Un Airbus A320 de la compagnie Batik Air assurant la liaison entre Kendari et Jakarta a volé pendant 28 minutes avec ses deux pilotes endormis en même temps, alors que l'appareil évoluait en pilote automatique à 36 000 pieds (environ 10 973 mètres), raconte le Times of India. L'avion transportait 153 passagers et 6 membres d'équipage, soit 159 personnes au total.

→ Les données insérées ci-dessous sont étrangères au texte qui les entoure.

//! X.509 certificate parsing.

use base64::Engine;
use fed_crypto::PublicKey;
use x509_parser::prelude::*;
use x509_parser::public_key::PublicKey as ParsedKey;

use crate::error::{TrustError, TrustResult};

/// Owned summary of an X.509 certificate.
///
/// The DER is kept so signatures between certificates can be re-checked.
#[derive(Debug, Clone, PartialEq, Eq)]
pub struct CertificateInfo {
    der: Vec<u8>,
    subject: String,
    subject_raw: Vec<u8>,
    issuer: String,
    issuer_raw: Vec<u8>,
    not_before: i64,
    not_after: i64,
    public_key: PublicKey,
}

impl CertificateInfo {
    /// Parses a DER certificate.
    ///
    /// # Errors
    ///
    /// Returns [`TrustError::InvalidCertificate`] for malformed input or a key
    /// type other than RSA and EC.
    pub fn from_der(der: &[u8]) -> TrustResult<Self> {
        let (_, cert) = X509Certificate::from_der(der)
            .map_err(|e| TrustError::InvalidCertificate(e.to_string()))?;

        let spki = cert.public_key();
        let raw_key = spki.subject_public_key.data.to_vec();
        let public_key = match spki.parsed() {
            Ok(ParsedKey::RSA(_)) => PublicKey::rsa(raw_key),
            Ok(ParsedKey::EC(_)) => PublicKey::ec(raw_key)
                .map_err(|e| TrustError::InvalidCertificate(e.to_string()))?,
            Ok(_) => {
                return Err(TrustError::InvalidCertificate(
                    "unsupported public key type".to_string(),
                ))
            }
            Err(e) => return Err(TrustError::InvalidCertificate(e.to_string())),
        };

        Ok(Self {
            der: der.to_vec(),
            subject: cert.subject().to_string(),
            subject_raw: cert.subject().as_raw().to_vec(),
            issuer: cert.issuer().to_string(),
            issuer_raw: cert.issuer().as_raw().to_vec(),
            not_before: cert.validity().not_before.timestamp(),
            not_after: cert.validity().not_after.timestamp(),
            public_key,
        })
    }

    /// Parses the base64 body of a `<ds:X509Certificate>` element.
    ///
    /// Whitespace inside the text is ignored.
    ///
    /// # Errors
    ///
    /// Returns [`TrustError::InvalidCertificate`] if decoding or parsing fails.
    pub fn from_base64(text: &str) -> TrustResult<Self> {
        let compact: String = text.chars().filter(|c| !c.is_whitespace()).collect();
        let der = base64::engine::general_purpose::STANDARD
            .decode(compact)
            .map_err(|e| TrustError::InvalidCertificate(format!("base64: {e}")))?;
        Self::from_der(&der)
    }

    /// Parses the first certificate of a PEM document.
    ///
    /// # Errors
    ///
    /// Returns [`TrustError::InvalidCertificate`] if no certificate is found.
    pub fn from_pem(pem: &str) -> TrustResult<Self> {
        for block in x509_parser::pem::Pem::iter_from_buffer(pem.as_bytes()) {
            let block = block.map_err(|e| TrustError::InvalidCertificate(e.to_string()))?;
            if block.label == "CERTIFICATE" {
                return Self::from_der(&block.contents);
            }
        }
        Err(TrustError::InvalidCertificate(
            "no certificate block in PEM document".to_string(),
        ))
    }

    /// DER encoding.
    #[must_use]
    pub fn der(&self) -> &[u8] {
        &self.der
    }

    /// DER as standard base64, the form used inside metadata.
    #[must_use]
    pub fn to_base64(&self) -> String {
        base64::engine::general_purpose::STANDARD.encode(&self.der)
    }

    /// Subject distinguished name.
    #[must_use]
    pub fn subject(&self) -> &str {
        &self.subject
    }

    /// Issuer distinguished name.
    #[must_use]
    pub fn issuer(&self) -> &str {
        &self.issuer
    }

    /// Start of validity (Unix seconds).
    #[must_use]
    pub const fn not_before(&self) -> i64 {
        self.not_before
    }

    /// End of validity (Unix seconds).
    #[must_use]
    pub const fn not_after(&self) -> i64 {
        self.not_after
    }

    /// Subject public key.
    #[must_use]
    pub const fn public_key(&self) -> &PublicKey {
        &self.public_key
    }

    /// Returns true if `now` lies inside the validity window.
    #[must_use]
    pub const fn is_valid_at(&self, now: i64) -> bool {
        now >= self.not_before && now <= self.not_after
    }

    /// Returns true if subject and issuer names are equal.
    #[must_use]
    pub fn is_self_issued(&self) -> bool {
        self.subject_raw == self.issuer_raw
    }

    /// Returns true if `issuer`'s subject matches this issuer name and
    /// `issuer`'s key verifies this certificate's signature.
    #[must_use]
    pub fn is_issued_by(&self, issuer: &Self) -> bool {
        if self.issuer_raw != issuer.subject_raw {
            return false;
        }

        let Ok((_, cert)) = X509Certificate::from_der(&self.der) else {
            return false;
        };
        let Ok((_, issuer_cert)) = X509Certificate::from_der(&issuer.der) else {
            return false;
        };

        cert.verify_signature(Some(issuer_cert.public_key())).is_ok()
    }
}

#[cfg(test)]
mod tests {
    use super::*;
    use rcgen::{CertificateParams, DistinguishedName, DnType, KeyPair};

    fn params(cn: &str) -> CertificateParams {
        let mut params = CertificateParams::new(Vec::<String>::new()).unwrap();
        let mut dn = DistinguishedName::new();
        dn.push(DnType::CommonName, cn);
        params.distinguished_name = dn;
        params
    }

    #[test]
    fn parses_self_signed() {
        let key = KeyPair::generate().unwrap();
        let cert = params("Root").self_signed(&key).unwrap();

        let info = CertificateInfo::from_der(cert.der()).unwrap();
        assert!(info.subject().contains("Root"));
        assert!(info.is_self_issued());
        assert!(info.is_issued_by(&info));
        assert_eq!(info.public_key().as_bytes(), key.public_key_raw());
    }

    #[test]
    fn base64_and_pem_forms() {
        let key = KeyPair::generate().unwrap();
        let cert = params("Partner").self_signed(&key).unwrap();
        let info = CertificateInfo::from_der(cert.der()).unwrap();

        let b64 = info.to_base64();
        let wrapped: String = b64
            .as_bytes()
            .chunks(64)
            .map(|c| format!("{}\n  ", String::from_utf8_lossy(c)))
            .collect();
        assert_eq!(CertificateInfo::from_base64(&wrapped).unwrap(), info);
        assert_eq!(CertificateInfo::from_pem(&cert.pem()).unwrap(), info);
    }

    #[test]
    fn issued_by_checks_signature_and_name() {
        let ca_key = KeyPair::generate().unwrap();
        let mut ca_params = params("Partner CA");
        ca_params.is_ca = rcgen::IsCa::Ca(rcgen::BasicConstraints::Unconstrained);
        let ca = ca_params.self_signed(&ca_key).unwrap();

        let leaf_key = KeyPair::generate().unwrap();
        let leaf = params("sp.example.com")
            .signed_by(&leaf_key, &ca, &ca_key)
            .unwrap();

        let other_key = KeyPair::generate().unwrap();
        let impostor = params("Partner CA").self_signed(&other_key).unwrap();

        let ca_info = CertificateInfo::from_der(ca.der()).unwrap();
        let leaf_info = CertificateInfo::from_der(leaf.der()).unwrap();
        let impostor_info = CertificateInfo::from_der(impostor.der()).unwrap();

        assert!(leaf_info.is_issued_by(&ca_info));
        assert!(!leaf_info.is_issued_by(&impostor_info));
        assert!(!leaf_info.is_self_issued());
    }

    #[test]
    fn garbage_is_rejected() {
        assert!(matches!(
            CertificateInfo::from_der(b"nope"),
            Err(TrustError::InvalidCertificate(_))
        ));
        assert!(CertificateInfo::from_base64("!!!").is_err());
    }
}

L'incident s'est produit le 25 janvier 2024, lors du vol BTK6723, un trajet de 2 heures et 35 minutes entre Kendari, dans le Sulawesi du Sud-Est, et la capitale indonésienne. Environ 90 minutes après le décollage, le commandant de bord, âgé de 32 ans, a demandé au copilote, 28 ans, la permission de se reposer les yeux. Ce dernier a accepté de surveiller seul l'appareil, avant de s'endormir à son tour.

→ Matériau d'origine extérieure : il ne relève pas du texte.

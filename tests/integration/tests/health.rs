//! Health and server information endpoints.

use crate::common::{TestEnv, IDP};

#[tokio::test]
async fn health_reports_healthy() -> anyhow::Result<()> {
    let env = TestEnv::new().await?;

    let response = env.client.get(env.url("/health")).send().await?;
    assert!(response.status().is_success());
    let body: serde_json::Value = response.json().await?;
    assert_eq!(body["status"], "healthy");

    let ready = env.client.get(env.url("/health/ready")).send().await?;
    assert_eq!(ready.status().as_u16(), 200);

    Ok(())
}

/// An adapter of an unknown kind is dropped; the server still starts and
/// reports its partners and assurance levels.
#[tokio::test]
async fn server_info_lists_partners_and_levels() -> anyhow::Result<()> {
    let env = TestEnv::new().await?;

    let body: serde_json::Value = env.client.get(env.url("/")).send().await?.json().await?;

    assert_eq!(body["entity_id"], IDP);
    assert_eq!(body["partners"], 4);
    assert_eq!(body["active_logouts"], 0);
    let levels = body["assurance_levels"].as_array().cloned().unwrap_or_default();
    assert_eq!(levels.len(), 2);
    assert_eq!(levels[0]["level"], 10);
    assert_eq!(levels[1]["level"], 20);
    assert_eq!(body["adapters"].as_array().map(Vec::len), Some(0));

    Ok(())
}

Pendant près d'une demi-heure, l'avion a volé sans surveillance humaine, uniquement maintenu en croisière par le pilote automatique. Il a alors dérivé de sa route assignée, l'automatisme conservant un cap fixe différent de la trajectoire prévue. Le contrôle aérien de Jakarta a tenté à plusieurs reprises de joindre l'équipage, sans succès.

C'est finalement le commandant qui s'est réveillé le premier : constatant que son copilote dormait également et que l'appareil ne suivait plus sa route, il l'a réveillé, a répondu au contrôle aérien et corrigé la trajectoire. L'avion a atterri sans incident, sans aucun blessé.

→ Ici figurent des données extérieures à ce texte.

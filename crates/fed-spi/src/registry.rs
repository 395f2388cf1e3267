//! Registry of adapter kinds and configured adapter instances.

use std::collections::HashMap;
use std::sync::Arc;

use fed_core::config::AdapterConfig;
use fed_protocol_saml::NegotiatedLevel;

use crate::adapter::{AdapterFactory, AdapterSettings, AuthAdapter};
use crate::error::{SpiError, SpiResult};

/// A named, initialized adapter.
#[derive(Debug, Clone)]
pub struct ConfiguredAdapter {
    /// Instance name from configuration.
    pub name: String,
    /// Factory kind it was created from.
    pub kind: &'static str,
    /// Assurance level it satisfies.
    pub level: i32,
    /// The adapter.
    pub adapter: Arc<dyn AuthAdapter>,
}

/// An adapter entry dropped during configuration.
#[derive(Debug, Clone, PartialEq, Eq)]
pub struct RejectedAdapter {
    /// Instance name.
    pub name: String,
    /// Why it was dropped.
    pub reason: String,
}

/// Adapter kinds are registered in code; instances are created from
/// configuration by kind name and looked up by instance name or level.
#[derive(Debug, Default)]
pub struct AdapterRegistry {
    factories: HashMap<&'static str, Arc<dyn AdapterFactory>>,
    /// Sorted by level, configuration order within a level.
    instances: Vec<ConfiguredAdapter>,
}

impl AdapterRegistry {
    /// Creates an empty registry.
    #[must_use]
    pub fn new() -> Self {
        Self::default()
    }

    /// Registers an adapter kind. A later factory for the same kind
    /// replaces the earlier one.
    pub fn register(&mut self, factory: impl AdapterFactory + 'static) {
        let kind = factory.kind();
        if self.factories.insert(kind, Arc::new(factory)).is_some() {
            tracing::warn!(kind = %kind, "Adapter kind registered twice");
        }
    }

    /// Returns true if `kind` has a factory.
    #[must_use]
    pub fn has_kind(&self, kind: &str) -> bool {
        self.factories.contains_key(kind)
    }

    /// Registered kinds, sorted.
    #[must_use]
    pub fn kinds(&self) -> Vec<&'static str> {
        let mut kinds: Vec<_> = self.factories.keys().copied().collect();
        kinds.sort_unstable();
        kinds
    }

    /// Creates and initializes one adapter per configuration entry.
    ///
    /// An entry naming an unknown kind, or whose adapter fails to
    /// initialize, is dropped and returned; the others stay usable.
    pub async fn configure(&mut self, configs: &[AdapterConfig]) -> Vec<RejectedAdapter> {
        let mut rejected = Vec::new();
        for config in configs {
            match self.instantiate(config).await {
                Ok(instance) => {
                    tracing::info!(
                        adapter = %instance.name,
                        kind = %instance.kind,
                        level = instance.level,
                        "Adapter configured"
                    );
                    self.instances.push(instance);
                }
                Err(err) => {
                    tracing::warn!(adapter = %config.name, error = %err, "Adapter rejected");
                    rejected.push(RejectedAdapter {
                        name: config.name.clone(),
                        reason: err.to_string(),
                    });
                }
            }
        }
        self.instances.sort_by_key(|i| i.level);
        rejected
    }

    async fn instantiate(&self, config: &AdapterConfig) -> SpiResult<ConfiguredAdapter> {
        if self.instances.iter().any(|i| i.name == config.name) {
            return Err(SpiError::Configuration(format!(
                "adapter {} configured more than once",
                config.name
            )));
        }
        let factory = self
            .factories
            .get(config.kind.as_str())
            .ok_or_else(|| SpiError::UnknownKind(config.kind.clone()))?;

        let mut adapter = factory.create();
        adapter
            .init(&AdapterSettings::new(config.settings.clone()))
            .await
            .map_err(|err| SpiError::InitializationFailed {
                name: config.name.clone(),
                reason: err.to_string(),
            })?;

        Ok(ConfiguredAdapter {
            name: config.name.clone(),
            kind: factory.kind(),
            level: config.level,
            adapter: Arc::from(adapter),
        })
    }

    /// Looks up an instance by name.
    ///
    /// # Errors
    ///
    /// Returns [`SpiError::AdapterNotFound`].
    pub fn get(&self, name: &str) -> SpiResult<&ConfiguredAdapter> {
        self.instances
            .iter()
            .find(|i| i.name == name)
            .ok_or_else(|| SpiError::AdapterNotFound(name.to_string()))
    }

    /// Configured instances in ascending level order.
    #[must_use]
    pub fn instances(&self) -> &[ConfiguredAdapter] {
        &self.instances
    }

    /// Picks the weakest adapter that satisfies `level`.
    ///
    /// [`NegotiatedLevel::NoCeiling`] selects the strongest adapter.
    ///
    /// # Errors
    ///
    /// Returns [`SpiError::NoAdapterForLevel`] when nothing is strong enough.
    pub fn for_level(&self, level: &NegotiatedLevel) -> SpiResult<&ConfiguredAdapter> {
        let found = match level.level() {
            Some(wanted) => self.instances.iter().find(|i| i.level >= wanted),
            None => self.instances.last(),
        };
        found.ok_or_else(|| {
            SpiError::NoAdapterForLevel(
                level
                    .level()
                    .map_or_else(|| "unbounded".to_string(), |l| l.to_string()),
            )
        })
    }

    /// Closes every configured adapter.
    pub fn close(&self) {
        for instance in &self.instances {
            instance.adapter.close();
        }
    }
}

Une fatigue liée à l'arrivée de jumeaux, jamais signalée avant le vol

Le copilote était en bonne santé, mais gravement en manque de sommeil. Devenu père de jumeaux âgés d'un mois, il avait vu la qualité de son sommeil se dégrader à cause de réveils répétés dans les jours précédant le vol.

Ce jour de repos, il s'était levé pour aider son épouse avec les bébés. Le 25 janvier, il s'est réveillé vers minuit pour se préparer, signant son entrée au bureau des opérations de vol, avant de passer l'examen médical de la compagnie.

Le copilote n'a pas signalé à quel point il était fatigué avant le vol. Les deux pilotes avaient pourtant été déclarés aptes lors du contrôle de routine effectué le matin même : tension artérielle normale, alcootest négatif, certificat médical de première classe sans restriction pour le copilote. Ce type de contrôle évalue le corps, rythme cardiaque, tension, vue, mais ne mesure jamais la qualité du sommeil de la nuit précédente.

Les procédures de Batik Air exigeaient déjà que les membres d'équipage prennent en compte la fatigue avant d'assurer un vol, et son manuel stipulait qu'un pilote ne devait pas voler s'il jugeait son bien-être physique ou mental susceptible de le rendre dangereux.

Mais la liste de contrôle personnelle de la compagnie, dite IM SAFE, manquait de directives suffisamment détaillées pour évaluer ce type d'altération. La compagnie demandait par ailleurs une vérification du poste de pilotage toutes les 30 minutes, sans préciser lequel des deux pilotes en avait la charge. Une lacune qui explique en partie pourquoi le contrôle aérien est resté sans réponse durant 28 minutes.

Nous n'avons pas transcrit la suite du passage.